Just wondered if anyone was on this yard? I'm looking for my horse who's currently missing on loan and I believe him to be liveried here at the moment.

Thanks.


----------



## cally6008 (16 January 2012)

Name of horse ?

Have you informed www.missinghorsesonloan.co.uk ?


----------



## Loopypony (16 January 2012)

cally6008 said:



			Name of horse ?

Have you informed www.missinghorsesonloan.co.uk ?
		
Click to expand...

I did email them all the details they asked for but heard nothing else?
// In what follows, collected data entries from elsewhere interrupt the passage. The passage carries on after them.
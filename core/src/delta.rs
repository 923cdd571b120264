use crate::source::SourceMeta;
use chrono::{DateTime, Utc};
use serde::{Deserialize, Serialize};
use serde_json::{Value, json};

/// One `{path, value}` pair inside a delta.
#[derive(Debug, Clone, PartialEq, Serialize, Deserialize)]
pub struct PathValue {
    pub path: String,
    pub value: Value,
}

impl PathValue {
    pub fn new(path: impl Into<String>, value: Value) -> Self {
        Self {
            path: path.into(),
            value,
        }
    }
}

/// A timestamped update published on the bus.
#[derive(Debug, Clone, PartialEq, Serialize, Deserialize)]
pub struct Delta {
    pub source: SourceMeta,
    pub timestamp: DateTime<Utc>,
    pub values: Vec<PathValue>,
}

impl Delta {
    pub fn new(source: SourceMeta) -> Self {
        Self {
            source,
            timestamp: Utc::now(),
            values: Vec::new(),
        }
    }

    pub fn with_value(mut self, path: impl Into<String>, value: Value) -> Self {
        self.values.push(PathValue::new(path, value));
        self
    }

    pub fn push(&mut self, path: impl Into<String>, value: Value) {
        self.values.push(PathValue::new(path, value));
    }

    pub fn value_of(&self, path: &str) -> Option<&Value> {
        self.values.iter().find(|pv| pv.path == path).map(|pv| &pv.value)
    }

    /// Render in the `{"context", "updates": [...]}` envelope bus servers expect.
    pub fn to_envelope(&self, context: &str) -> Value {
        json!({
            "context": context,
            "updates": [{
                "source": self.source,
                "$source": self.source.identity(),
                "timestamp": self.timestamp.to_rfc3339(),
                "values": self.values,
            }]
        })
    }
}
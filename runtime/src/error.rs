use thiserror::Error;

/// Configuration could not be loaded or is inconsistent.
#[derive(Debug, Error)]
pub enum ConfigError {
    #[error("Failed to read configuration file: {0}")]
    Io(#[from] std::io::Error),

    #[error("Failed to parse configuration: {0}")]
    Parse(#[from] toml::de::Error),

    #[error("Invalid configuration: {0}")]
    Invalid(String),
}

/// Engine-level failures.
///
/// Per-channel problems (bad path, failed subscription, failed publish) never
/// surface here; they are logged and the channel is skipped or retried.
#[derive(Debug, Error)]
pub enum EngineError {
    #[error(transparent)]
    Config(#[from] ConfigError),
}
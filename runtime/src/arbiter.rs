//! Source Arbiter
//!
//! Decides whether an inbound value is genuine. The engine's own republished
//! values come back through the same subscriptions and must never count as
//! liveness, otherwise a silent channel would keep itself alive forever.

use heartwire_core::SourceMeta;
use serde::Serialize;

#[derive(Debug, Clone, Copy, PartialEq, Eq, Serialize)]
#[serde(rename_all = "snake_case")]
pub enum Verdict {
    /// Published by this engine. Ignored entirely.
    SelfAuthored,
    /// Matches the channel's configured authority.
    Authorized,
    /// An authority is configured and this is not it. Recorded, not applied.
    Unauthorized,
    /// No authority configured, or no source metadata to judge by.
    Permissive,
}

impl Verdict {
    pub fn accepts(self) -> bool {
        matches!(self, Verdict::Authorized | Verdict::Permissive)
    }
}

#[derive(Debug, Clone)]
pub struct SourceArbiter {
    self_label: String,
}

impl SourceArbiter {
    pub fn new(self_label: &str) -> Self {
        Self {
            self_label: self_label.trim().to_string(),
        }
    }

    pub fn is_self(&self, source: &SourceMeta) -> bool {
        source
            .label
            .as_deref()
            .is_some_and(|label| label.trim() == self.self_label)
    }

    pub fn classify(&self, filter: Option<&str>, source: Option<&SourceMeta>) -> Verdict {
        // Metadata without a label or an address says nothing about the sender.
        let Some(source) = source.filter(|s| s.identity().is_some()) else {
            return Verdict::Permissive;
        };
        if self.is_self(source) {
            return Verdict::SelfAuthored;
        }
        match filter {
            None => Verdict::Permissive,
            Some(authority) if source.matches(authority) => Verdict::Authorized,
            Some(_) => Verdict::Unauthorized,
        }
    }
}

#[cfg(test)]
mod tests {
    use super::*;

    fn arbiter() -> SourceArbiter {
        SourceArbiter::new("heartwire")
    }

    #[test]
    fn test_self_label_is_rejected_even_with_matching_filter() {
        let own = SourceMeta::labeled("heartwire");
        assert_eq!(arbiter().classify(None, Some(&own)), Verdict::SelfAuthored);
        assert_eq!(
            arbiter().classify(Some("heartwire"), Some(&own)),
            Verdict::SelfAuthored
        );
        assert!(!Verdict::SelfAuthored.accepts());
    }

    #[test]
    fn test_unfiltered_channel_is_permissive() {
        let chartplotter = SourceMeta::new("n2k", "3");
        assert_eq!(arbiter().classify(None, Some(&chartplotter)), Verdict::Permissive);
        assert!(Verdict::Permissive.accepts());
    }

    #[test]
    fn test_filter_matches_label_or_numeric_id() {
        let engine = SourceMeta::new("n2k", "16");
        assert_eq!(arbiter().classify(Some("16"), Some(&engine)), Verdict::Authorized);
        assert_eq!(arbiter().classify(Some("N2K.16"), Some(&engine)), Verdict::Authorized);
        assert_eq!(arbiter().classify(Some("17"), Some(&engine)), Verdict::Unauthorized);
        assert!(!Verdict::Unauthorized.accepts());
    }

    #[test]
    fn test_missing_metadata_is_accepted() {
        assert_eq!(arbiter().classify(Some("16"), None), Verdict::Permissive);
        assert_eq!(
            arbiter().classify(Some("16"), Some(&SourceMeta::default())),
            Verdict::Permissive
        );
    }

    #[test]
    fn test_padded_self_label_still_recognizes_own_echo() {
        let arbiter = SourceArbiter::new(" heartwire ");
        let echo = SourceMeta::labeled("heartwire");
        assert_eq!(arbiter.classify(None, Some(&echo)), Verdict::SelfAuthored);
        assert_eq!(
            arbiter.classify(None, Some(&SourceMeta::labeled("heartwire "))),
            Verdict::SelfAuthored
        );
    }
}
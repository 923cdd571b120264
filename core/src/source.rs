//! Source identity carried alongside every bus value.

use serde::{Deserialize, Serialize};
use std::fmt;

/// Metadata describing who put a value on the bus.
///
/// `label` is the human-readable connection label (e.g. `"n2k-on-ve.can-socket"`),
/// `src` the transmitter's numeric address on that connection (e.g. `"16"`).
#[derive(Debug, Clone, Default, PartialEq, Eq, Hash, Serialize, Deserialize)]
pub struct SourceMeta {
    #[serde(default, skip_serializing_if = "Option::is_none")]
    pub label: Option<String>,
    #[serde(default, skip_serializing_if = "Option::is_none")]
    pub src: Option<String>,
}

impl SourceMeta {
    pub fn labeled(label: impl Into<String>) -> Self {
        Self {
            label: Some(label.into()),
            src: None,
        }
    }

    pub fn new(label: impl Into<String>, src: impl Into<String>) -> Self {
        Self {
            label: Some(label.into()),
            src: Some(src.into()),
        }
    }

    /// Stable identity used for diagnostics: `label.src`, or whichever half exists.
    pub fn identity(&self) -> Option<String> {
        match (self.label.as_deref(), self.src.as_deref()) {
            (Some(label), Some(src)) => Some(format!("{label}.{src}")),
            (Some(label), None) => Some(label.to_string()),
            (None, Some(src)) => Some(src.to_string()),
            (None, None) => None,
        }
    }

    /// Parse a `$source` reference string such as `"n2k.16"` or `"heartwire"`.
    ///
    /// The last dot-separated segment is taken as `src` when it is numeric.
    pub fn from_ref(reference: &str) -> Self {
        let reference = reference.trim();
        match reference.rsplit_once('.') {
            Some((label, src)) if !src.is_empty() && src.chars().all(|c| c.is_ascii_digit()) => {
                Self::new(label, src)
            }
            _ => Self::labeled(reference),
        }
    }

    /// True when any of `label`, `src` or `identity()` equals `candidate`
    /// after trimming and case-folding.
    pub fn matches(&self, candidate: &str) -> bool {
        let wanted = normalize(candidate);
        if wanted.is_empty() {
            return false;
        }
        let by_label = self.label.as_deref().map(normalize);
        let by_src = self.src.as_deref().map(normalize);
        let by_identity = self.identity().as_deref().map(normalize);

        [by_label, by_src, by_identity]
            .into_iter()
            .flatten()
            .any(|have| have == wanted)
    }
}

impl fmt::Display for SourceMeta {
    fn fmt(&self, f: &mut fmt::Formatter<'_>) -> fmt::Result {
        match self.identity() {
            Some(identity) => f.write_str(&identity),
            None => f.write_str("unknown"),
        }
    }
}

fn normalize(s: &str) -> String {
    s.trim().to_lowercase()
}
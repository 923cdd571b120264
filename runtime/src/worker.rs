//! Channel worker - the task that owns one channel
//!
//! Each channel runs in its own task and is the only writer of its
//! [`ChannelMachine`], so no locking is needed and channels never serialize
//! against each other. Inbound events are polled before the timer
//! (`biased` select): an update that is ready at the same instant as an
//! injection tick always wins, and the tick is discarded with the old phase.

use crate::channel::{ChannelMachine, Wake};
use crate::status::ChannelSnapshot;
use futures_util::StreamExt;
use futures_util::stream::{self, SelectAll};
use heartwire_core::{BusAdapter, BusEvent, Subscription};
use std::pin::Pin;
use std::sync::Arc;
use tokio::sync::watch;
use tokio::time::Instant;
use tokio_util::sync::CancellationToken;

type EventStream = Pin<Box<dyn futures_util::Stream<Item = BusEvent> + Send>>;

pub(crate) struct ChannelWorker {
    pub machine: ChannelMachine,
    pub bus: Arc<dyn BusAdapter>,
    pub primary: Subscription,
    pub companions: Vec<Subscription>,
    pub status: watch::Sender<ChannelSnapshot>,
    pub cancel: CancellationToken,
}

impl ChannelWorker {
    pub async fn run(self) {
        let ChannelWorker {
            mut machine,
            bus,
            mut primary,
            companions,
            status,
            cancel,
        } = self;
        let emitter = machine.emitter().clone();

        let mut companion_events: SelectAll<EventStream> =
            stream::select_all(companions.into_iter().map(into_stream));
        let mut primary_open = true;
        let mut companions_open = !companion_events.is_empty();

        tracing::debug!(state = %machine.state(), "Channel worker started");

        loop {
            let wakeup = machine.next_wakeup();

            tokio::select! {
                biased;

                _ = cancel.cancelled() => break,

                event = primary.recv(), if primary_open => match event {
                    Some(event) => {
                        let outcome = machine.on_primary(&event, Instant::now());
                        tracing::trace!(?outcome, value = %event.value, "Primary update");
                    }
                    None => {
                        tracing::warn!(
                            path = %primary.path(),
                            "Primary subscription closed by bus"
                        );
                        primary_open = false;
                    }
                },

                event = companion_events.next(), if companions_open => match event {
                    Some(event) => {
                        let outcome = machine.on_companion(&event);
                        tracing::trace!(?outcome, path = %event.path, "Companion update");
                    }
                    None => companions_open = false,
                },

                _ = sleep_until(wakeup) => match machine.on_timer(Instant::now()) {
                    Wake::StartedInjecting(delta) => {
                        persist_last_value(bus.as_ref(), &machine).await;
                        if emitter.emit(bus.as_ref(), delta).await.is_err() {
                            machine.record_publish_failure();
                        }
                    }
                    Wake::Tick(delta) => {
                        if emitter.emit(bus.as_ref(), delta).await.is_err() {
                            machine.record_publish_failure();
                        }
                    }
                    Wake::Silenced => {
                        tracing::info!("Channel silent with no value to replay");
                    }
                    Wake::Idle => {}
                },
            }

            status.send_replace(machine.snapshot());
        }

        primary.release();
        drop(companion_events);
        persist_last_value(bus.as_ref(), &machine).await;
        status.send_replace(machine.snapshot());
        tracing::debug!("Channel worker stopped");
    }
}

fn into_stream(subscription: Subscription) -> EventStream {
    Box::pin(stream::unfold(subscription, |mut sub| async move {
        sub.recv().await.map(|event| (event, sub))
    }))
}

async fn sleep_until(at: Option<Instant>) {
    match at {
        Some(at) => tokio::time::sleep_until(at).await,
        None => std::future::pending().await,
    }
}

async fn persist_last_value(bus: &dyn BusAdapter, machine: &ChannelMachine) {
    let Some(value) = machine.last_value() else {
        return;
    };
    let key = machine.channel().persist_key();
    if let Err(err) = bus.write_persisted(&key, value.clone()).await {
        tracing::warn!(key = %key, error = %err, "Failed to persist last value");
    }
}
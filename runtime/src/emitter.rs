//! Synthetic Emitter
//!
//! Builds the replay delta for a silent channel and publishes it under the
//! engine's own source label.

use crate::channel::MonitoredChannel;
use heartwire_core::{BusAdapter, BusError, CompanionKind, Delta, SourceMeta};
use serde_json::{Value, json};
use std::collections::BTreeMap;

#[derive(Debug, Clone)]
pub struct SyntheticEmitter {
    source: SourceMeta,
}

impl SyntheticEmitter {
    pub fn new(self_label: &str) -> Self {
        Self {
            source: SourceMeta::labeled(self_label.trim()),
        }
    }

    /// Primary value verbatim, active companions zeroed, passive companions at
    /// their last genuine reading. Passive fields never observed are omitted.
    pub fn build(
        &self,
        channel: &MonitoredChannel,
        last_value: &Value,
        last_known_companion: &BTreeMap<String, Value>,
    ) -> Delta {
        let mut delta = Delta::new(self.source.clone());
        delta.push(channel.primary.as_str(), last_value.clone());

        for field in &channel.companions {
            match field.kind {
                CompanionKind::Active => delta.push(&field.path, json!(0)),
                CompanionKind::Passive => {
                    if let Some(value) = last_known_companion.get(&field.name) {
                        delta.push(&field.path, value.clone());
                    }
                }
            }
        }
        delta
    }

    /// Publish once. Failures are logged and returned; the caller's next tick
    /// is the retry.
    pub async fn emit(&self, bus: &dyn BusAdapter, delta: Delta) -> Result<(), BusError> {
        let values = delta.values.len();
        match bus.publish(delta).await {
            Ok(()) => {
                tracing::debug!(values, "Published synthetic delta");
                Ok(())
            }
            Err(err) => {
                tracing::warn!(error = %err, "Failed to publish synthetic delta");
                Err(err)
            }
        }
    }
}

#[cfg(test)]
mod tests {
    use super::*;
    use crate::config::ChannelConfig;
    use heartwire_core::path::MIN_SEGMENTS;
    use heartwire_core::{ChannelPath, CompanionSpec, MemoryBus};

    fn channel(companions: &[&str]) -> MonitoredChannel {
        let path =
            ChannelPath::parse("propulsion.port.runTime", "propulsion", MIN_SEGMENTS).unwrap();
        let specs: Vec<_> = companions
            .iter()
            .filter_map(|n| CompanionSpec::lookup(n))
            .collect();
        MonitoredChannel::new(path, &ChannelConfig::new("propulsion.port.runTime"), &specs)
    }

    #[test]
    fn test_build_zeroes_active_and_replays_passive() {
        let emitter = SyntheticEmitter::new(" heartwire ");
        let channel = channel(&["revolutions", "temperature", "oilTemperature"]);
        let mut known = BTreeMap::new();
        known.insert("temperature".to_string(), json!(351.2));

        let delta = emitter.build(&channel, &json!(7200), &known);

        assert_eq!(delta.source, SourceMeta::labeled("heartwire"));
        assert_eq!(delta.value_of("propulsion.port.runTime"), Some(&json!(7200)));
        assert_eq!(delta.value_of("propulsion.port.revolutions"), Some(&json!(0)));
        assert_eq!(delta.value_of("propulsion.port.temperature"), Some(&json!(351.2)));
        assert_eq!(delta.value_of("propulsion.port.oilTemperature"), None);
        assert_eq!(delta.values.len(), 3);
    }

    #[tokio::test]
    async fn test_emit_reports_failure() {
        let bus = MemoryBus::new();
        let emitter = SyntheticEmitter::new("heartwire");
        let delta = emitter.build(&channel(&[]), &json!(1), &BTreeMap::new());

        bus.set_available(false);
        assert!(emitter.emit(&bus, delta.clone()).await.is_err());
        bus.set_available(true);
        assert!(emitter.emit(&bus, delta).await.is_ok());
        assert_eq!(bus.published().len(), 1);
    }
}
Just want to find someone who's liveried there to double check before I go over myself. Tried ringing the owners but no answer!


----------



## MHOL (1 February 2012)

Any information please to missinghorsesonloan@gmail.com


----------



## Loopypony (1 February 2012)

I'm currently in contact with you MHOL! Thanks


----------



## Loopypony (9 March 2012)

*bump*
 or does anyone know how to get in contact with the yard - the number on their site doesn't work.


----------



## MHOL (10 March 2012)

We are waiting to hear from you with the info we asked for, we cannot move forward with the case until you reply


----------



## Loopypony (11 March 2012)

I sent the details about 3 times! I was waiting to hear back from yourselves as to where to progress.......


----------



## MHOL (12 March 2012)

I will email you with the request again


----------